- [EXERCISE] Copy each line of the records that includes "CloseFrame".

- - -

//! # WebSocket Handlers
//!
//! Contains the core WebSocket logic for the relay server:
//! - Upgrading HTTP connections to WebSocket
//! - The agent channel: registration handshake, then PTY output fan-out
//! - The viewer channel: scrollback replay, then input/resize/ping routing
//! - Cleanup when either side of a session goes away
//!
//! Every connection follows the same shape: split the socket, spawn an
//! outbound task that drains a per-connection queue and serializes each
//! frame to JSON text, and process inbound frames on the handler task.
//! Routing between connections only ever touches the queues, never the
//! sockets, so no session lock is held across socket I/O.

use crate::state::{AppState, ClientTx, Session};
use axum::{
    extract::{
        ws::{CloseFrame, Message, WebSocket, WebSocketUpgrade},
        Path, State,
    },
    response::IntoResponse,
};
use futures::stream::SplitSink;
use futures::{SinkExt, StreamExt};
use hyprshare_protocol::{WsMessage, SERVER_URL_TOKEN};
use std::sync::Arc;
use std::time::Duration;
use tokio::sync::mpsc;
use tokio::task::JoinHandle;
use tracing::{error, info, warn};
use uuid::Uuid;

/// How long the agent has to send its `register` frame.
const REGISTER_TIMEOUT: Duration = Duration::from_secs(10);

/// Cap on a single inbound WebSocket message.
const MAX_INBOUND_BYTES: usize = 10 * 1024 * 1024;

/// Close code used when the registration handshake is violated.
const CLOSE_PROTOCOL_ERROR: u16 = 4000;

type WsSink = Arc<tokio::sync::Mutex<SplitSink<WebSocket, Message>>>;

// ─── Upgrade Endpoints ──────────────────────────────────────────

/// `GET /agent/ws` — channel for the machine that shares its terminal.
pub async fn agent_ws_handler(
    ws: WebSocketUpgrade,
    State(state): State<AppState>,
) -> impl IntoResponse {
    ws.max_message_size(MAX_INBOUND_BYTES)
        .on_upgrade(move |socket| handle_agent(socket, state))
}

/// `GET /viewer/ws/{sid}` — channel for a browser watching a session.
pub async fn viewer_ws_handler(
    ws: WebSocketUpgrade,
    Path(sid): Path<String>,
    State(state): State<AppState>,
) -> impl IntoResponse {
    ws.max_message_size(MAX_INBOUND_BYTES)
        .on_upgrade(move |socket| handle_viewer(socket, sid, state))
}

// ─── Outbound Writer Task ───────────────────────────────────────

/// Spawns the task that drains a connection's outbound queue and sends
/// each frame as a JSON text frame. Stops when the queue closes or the
/// socket rejects a write.
fn spawn_outbound(sink: WsSink, mut rx: mpsc::UnboundedReceiver<WsMessage>) -> JoinHandle<()> {
    tokio::spawn(async move {
        while let Some(msg) = rx.recv().await {
            let text = match serde_json::to_string(&msg) {
                Ok(t) => t,
                Err(e) => {
                    error!("Serialize error: {}", e);
                    continue;
                }
            };
            let mut sink = sink.lock().await;
            if sink.send(Message::Text(text.into())).await.is_err() {
                break; // WebSocket closed; stop sending
            }
        }
    })
}

// ─── Agent Connection ───────────────────────────────────────────

/// Manages the full lifecycle of an agent connection.
///
/// ## Flow:
/// 1. Wait (bounded) for the `register` handshake frame
/// 2. Create the session and reply with its id and templated share URL
/// 3. Relay loop: `output` → scrollback + viewer fan-out, `pong` → fan-out
/// 4. On disconnect: mark the session dead and schedule pruning
async fn handle_agent(socket: WebSocket, state: AppState) {
    let (ws_sink, mut ws_stream) = socket.split();
    let ws_sink: WsSink = Arc::new(tokio::sync::Mutex::new(ws_sink));

    // ── Registration Handshake ──
    // The first frame must be a `register` within the timeout; anything
    // else is a protocol violation and closes the channel.
    let first = tokio::time::timeout(REGISTER_TIMEOUT, ws_stream.next()).await;
    let register = match first {
        Ok(Some(Ok(Message::Text(text)))) => serde_json::from_str::<WsMessage>(text.as_str()).ok(),
        _ => None,
    };
    let (name, rows, cols) = match register {
        Some(WsMessage::Register {
            name, rows, cols, ..
        }) => (name, rows, cols),
        _ => {
            warn!("Agent failed registration handshake");
            let mut sink = ws_sink.lock().await;
            let _ = sink
                .send(Message::Close(Some(CloseFrame {
                    code: CLOSE_PROTOCOL_ERROR,
                    reason: "expected register frame".into(),
                })))
                .await;
            return;
        }
    };

    let sess = state.create_session(name, rows, cols);

    // Outbound queue for this connection; the session stores the sender
    // so viewer handlers can route input/resize/ping to the agent.
    let (tx, rx) = mpsc::unbounded_channel::<WsMessage>();
    let outbound_task = spawn_outbound(Arc::clone(&ws_sink), rx);
    sess.attach_agent(tx.clone()).await;

    // The URL is templated: the agent substitutes the token with the
    // server URL it was configured with before showing it to the user.
    let _ = tx.send(WsMessage::Session {
        sid: sess.id.clone(),
        url: format!("{SERVER_URL_TOKEN}/s/{}", sess.id),
    });
    info!("Agent registered: {:?} sid={}", sess.name, sess.id);

    // ── Relay Loop ──
    // Only `output` and `pong` are meaningful from the agent; malformed
    // or unexpected frames are ignored, never fatal.
    while let Some(Ok(msg)) = ws_stream.next().await {
        match msg {
            Message::Text(text) => {
                let Ok(ws_msg) = serde_json::from_str::<WsMessage>(text.as_str()) else {
                    continue;
                };
                match ws_msg {
                    WsMessage::Output { data } => {
                        sess.publish_output(&data).await;
                    }
                    WsMessage::Pong => {
                        sess.broadcast_to_viewers(WsMessage::Pong).await;
                    }
                    _ => {}
                }
            }
            Message::Close(_) => break,
            _ => {}
        }
    }

    // ── Cleanup on Disconnect ──
    outbound_task.abort();
    if sess.mark_disconnected().await {
        info!("Agent disconnected: {:?} sid={}", sess.name, sess.id);
        state.schedule_prune(sess.id.clone());
    }
}

// ─── Viewer Connection ──────────────────────────────────────────

/// Manages the full lifecycle of a viewer connection.
///
/// ## Flow:
/// 1. Resolve the session id; unknown/expired → one `error` frame, close
/// 2. Join the session (scrollback replay, then a `meta` snapshot)
/// 3. Loop: `ping`/`input`/`resize` routed toward the agent
/// 4. On disconnect: leave the viewer set
async fn handle_viewer(mut socket: WebSocket, sid: String, state: AppState) {
    let Some(sess) = state.get_session(&sid) else {
        let err = WsMessage::Error {
            message: format!("Session '{sid}' not found or expired."),
        };
        if let Ok(text) = serde_json::to_string(&err) {
            let _ = socket.send(Message::Text(text.into())).await;
        }
        let _ = socket.send(Message::Close(None)).await;
        return;
    };

    let (ws_sink, mut ws_stream) = socket.split();
    let ws_sink: WsSink = Arc::new(tokio::sync::Mutex::new(ws_sink));
    let (tx, rx) = mpsc::unbounded_channel::<WsMessage>();
    let outbound_task = spawn_outbound(Arc::clone(&ws_sink), rx);

    let viewer_id = Uuid::new_v4();
    sess.join_viewer(viewer_id, tx.clone()).await;
    info!(
        "Viewer joined: sid={} total={}",
        sid,
        sess.viewer_count().await
    );

    while let Some(Ok(msg)) = ws_stream.next().await {
        match msg {
            Message::Text(text) => {
                let Ok(ws_msg) = serde_json::from_str::<WsMessage>(text.as_str()) else {
                    continue;
                };
                handle_viewer_message(&sess, &tx, ws_msg).await;
            }
            Message::Close(_) => break,
            _ => {}
        }
    }

    sess.remove_viewer(&viewer_id).await;
    outbound_task.abort();
    info!(
        "Viewer left: sid={} total={}",
        sid,
        sess.viewer_count().await
    );
}

/// Routes a single frame from a viewer.
async fn handle_viewer_message(sess: &Arc<Session>, tx: &ClientTx, msg: WsMessage) {
    match msg {
        // ── Latency Probe ──
        // Forwarded to the agent, whose `pong` is fanned back out. With
        // the agent gone the server answers directly so the viewer's
        // latency display keeps working.
        WsMessage::Ping => {
            if !sess.send_to_agent(WsMessage::Ping).await {
                let _ = tx.send(WsMessage::Pong);
            }
        }

        // ── Keystrokes ──
        // Dropped silently when the agent is detached.
        WsMessage::Input { data } => {
            sess.send_to_agent(WsMessage::Input { data }).await;
        }

        // ── Resize ──
        // First-writer-wins across viewers. The new dimensions are
        // recorded either way; forwarding and the `meta` broadcast only
        // happen while the agent is attached.
        WsMessage::Resize { rows, cols } => {
            if sess.apply_resize(rows, cols).await {
                sess.send_to_agent(WsMessage::Resize { rows, cols }).await;
                let meta = sess.meta().await;
                sess.broadcast_to_viewers(meta).await;
            }
        }

        _ => {}
    }
}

- - -

- [YOUR SOLUTION]
        ws::{CloseFrame, Message, WebSocket, WebSocketUpgrade},
                .send(Message::Close(Some(CloseFrame {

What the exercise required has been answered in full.